In those with high or intermediate degree of clinical suspicion, 19 (33%) had thyroid disorder needing treatment. Using final diagnosis as the gold standard, the likelihood ratio for having a high or intermediate degree of clinical suspicion was 11. This meant that from a pre-test probability of 4.2% the post-test probability approached 40%.



In those with low degree of clinical suspicion, 2 of 442 patients (0.45%) had thyroid disorder needing treatment. Using final diagnosis as the gold standard, the likelihood ratio for having a low degree of clinical suspicion was 0.1 (calculated as the likelihood ratio of a negative test).

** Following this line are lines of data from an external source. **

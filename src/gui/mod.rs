use std::path::Path;

use kiss3d::camera::Camera;
use kiss3d::event::EventManager;
use kiss3d::planar_camera::PlanarCamera;
use kiss3d::post_processing::PostProcessingEffect;
use kiss3d::renderer::Renderer;
use kiss3d::text::Font;
use kiss3d::window::{State, Window};
use nalgebra::{Point2, Point3};

use self::backend::{Kiss3dBackend, Kiss3dTextures};
use self::controller::{Controller, FocusPoint};
use self::renderers::OverlayRenderer;
use crate::config::{Config, FrameClock};
use crate::error::SceneError;
use crate::model::{CameraRig, FollowMode, SceneCoordinator};

mod backend;
mod camera;
mod controller;
mod renderers;
mod ring;

const ORBIT_COLOR: (f32, f32, f32) = (0.9, 0.8, 0.3);
const AXIS_COLOR: (f32, f32, f32) = (0.4, 0.6, 1.0);
const TEXT_COLOR: (f32, f32, f32) = (1.0, 1.0, 1.0);
// Wide enough for the time summary at text scale 50, in text units
const RIGHT_COLUMN_WIDTH: f32 = 520.0;

pub struct Planetarium {
    scene: SceneCoordinator<Kiss3dBackend>,
    controller: Controller,
    overlay: OverlayRenderer,
    clock: FrameClock,
}

impl Planetarium {
    pub fn new(config: &Config, window: &mut Window) -> Result<Self, SceneError> {
        let setup = config.scene.preset.build(config)?;
        let rig = CameraRig::new(config.camera.rig_settings(), config.window.aspect())?;
        let backend = Kiss3dBackend::new(window, &rig.pose());
        let scene = SceneCoordinator::new(
            setup,
            rig,
            backend,
            &mut Kiss3dTextures,
            Path::new(&config.scene.asset_root),
        );

        let controller = Controller::new(
            scene.registry().len(),
            config.debug.show_orbit,
            config.debug.show_hud,
        );

        Ok(Planetarium {
            scene,
            controller,
            overlay: OverlayRenderer::new(),
            clock: config.scene.clock,
        })
    }

    fn process_user_input(&mut self, mut events: EventManager) {
        for event in events.iter() {
            self.controller.process_event(event, &mut self.scene);
        }
    }

    fn draw_overlays(&mut self) {
        let primary = self.scene.registry().primary();
        let axis_color = Point3::new(AXIS_COLOR.0, AXIS_COLOR.1, AXIS_COLOR.2);
        self.overlay.draw_axis(
            primary.position(),
            primary.orientation(),
            primary.radius * 1.5,
            axis_color,
        );

        // Only the orbit being followed; 145 of them is just noise
        if let FollowMode::FollowSatellite(id) = self.scene.rig().follow_mode() {
            if let Ok(body) = self.scene.registry().get(id) {
                let color = Point3::new(ORBIT_COLOR.0, ORBIT_COLOR.1, ORBIT_COLOR.2);
                self.overlay.draw_orbit(body, color);
            }
        }
    }

    fn draw_hud(&self, window: &mut Window) {
        let font = Font::default();
        let color = Point3::new(TEXT_COLOR.0, TEXT_COLOR.1, TEXT_COLOR.2);
        window.draw_text(
            &self.left_hand_text(),
            &Point2::origin(),
            50.0,
            &font,
            &color,
        );
        window.draw_text(
            &self.time_summary_text(),
            &right_column_origin(window.width()),
            50.0,
            &font,
            &color,
        );
    }

    fn left_hand_text(&self) -> String {
        let rig = self.scene.rig();
        let focus = match self.controller.focus_point() {
            FocusPoint::Primary => "Primary".to_string(),
            FocusPoint::Satellite(id) => format!("Satellite {}", id.0),
        };
        let following = match rig.follow_mode() {
            FollowMode::Fixed => "nothing".to_string(),
            FollowMode::FollowPrimary => "primary".to_string(),
            FollowMode::FollowSatellite(id) => {
                let body = self.scene.registry().get(id);
                match body {
                    Ok(body) => format!(
                        "satellite {} (r = {:.2}, i = {:.1} deg)",
                        id.0,
                        body.orbit_radius(),
                        body.inclination_deg()
                    ),
                    Err(_) => format!("satellite {}", id.0),
                }
            }
        };
        let eye = rig.current_position();
        format!(
            "Focus: {}\nFollowing: {}\nCamera: {:?}\nEye: ({:.2}, {:.2}, {:.2})\nSatellites: {}",
            focus,
            following,
            rig.state(),
            eye.x,
            eye.y,
            eye.z,
            self.scene.registry().len(),
        )
    }

    fn time_summary_text(&self) -> String {
        let paused = if self.controller.is_paused() {
            " (paused)"
        } else {
            ""
        };
        format!(
            "Ticks: {:.0}\nSpeed: {}x{}\nFPS: {:.0}",
            self.scene.elapsed_ticks(),
            self.controller.time_scale(),
            paused,
            self.controller.fps(),
        )
    }
}

impl State for Planetarium {
    fn cameras_and_effect_and_renderer(
        &mut self,
    ) -> (
        Option<&mut dyn Camera>,
        Option<&mut dyn PlanarCamera>,
        Option<&mut dyn Renderer>,
        Option<&mut dyn PostProcessingEffect>,
    ) {
        (
            Some(self.scene.backend_mut().camera_mut()),
            None,
            Some(&mut self.overlay),
            None,
        )
    }

    fn step(&mut self, window: &mut Window) {
        self.process_user_input(window.events());

        let frame_seconds = self.controller.tick_frame_timer();
        let dt = match self.clock {
            FrameClock::Fixed => None,
            FrameClock::Measured => Some(frame_seconds),
        };
        self.scene
            .set_time_scale(self.controller.effective_time_scale());
        self.scene.frame(dt);

        if self.controller.show_orbit {
            self.draw_overlays();
        }
        if self.controller.show_hud {
            self.draw_hud(window);
        }
    }
}

/// Top-left corner of the right-hand text column. kiss3d's text shader maps
/// x in `[0, 2 * width]` across the framebuffer, whatever the display's
/// scale factor, so text units are half a pixel wide.
fn right_column_origin(framebuffer_width: u32) -> Point2<f32> {
    let text_width = framebuffer_width as f32 * 2.0;
    Point2::new((text_width - RIGHT_COLUMN_WIDTH).max(0.0), 0.0)
}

This meant that from a pre-test probability of 4.2% the post-test probability was less than 1%.

Comment

"Look at the relative size of the likelihood ratios for a brief, immediate, relatively cheap history and a much longer, delayed, and relatively expensive exercise electrocardiogram. There is no contest. Likelihood ratios for key points in the history and physical examination, both for this and for most other target disorders, are mammoth and dwarf those derived from most excursions through high technology."[2]


Bandolier has always found these words comparing clinical examination and exercise testing compelling, but has struggled to find examples. Thyroid function testing appears to be one. Of course, these are "old" data, but Australian patients being examined in 1977 won't be that different from people in the UK in 1997.

Since the incidence of thyroid disease in the general population is the order of 1% or below, some selection has already gone on to create a 4.2% incidence in the population in the paper. But that serves only to emphasise the very low yield of thyroid disease (0.45%) in those patients in whom there was a low clinical suspicion. It prompts the question, why do a TFT? But post-test probabilities of more than 30% for at least 3 signs and symptoms, and of more than 80% for at least 5 signs and symptoms would seem to make TFTs worthwhile in confirming the diagnosis.

The authors discuss the "heavy economic and logistic burden of biochemical screening" that biochemical screening was causing. Plus ça change.

References:

  1. GH White, RN Walmsley. can the initial clinical assessment of thyroid function be improved? Lancet 1978 ii: 933-5.
  2. Clinical Epidemiology (Eds DL Sackett, RB Haynes, GH Guyatt, P Tugwell), 2nd Edition, 1991, p132.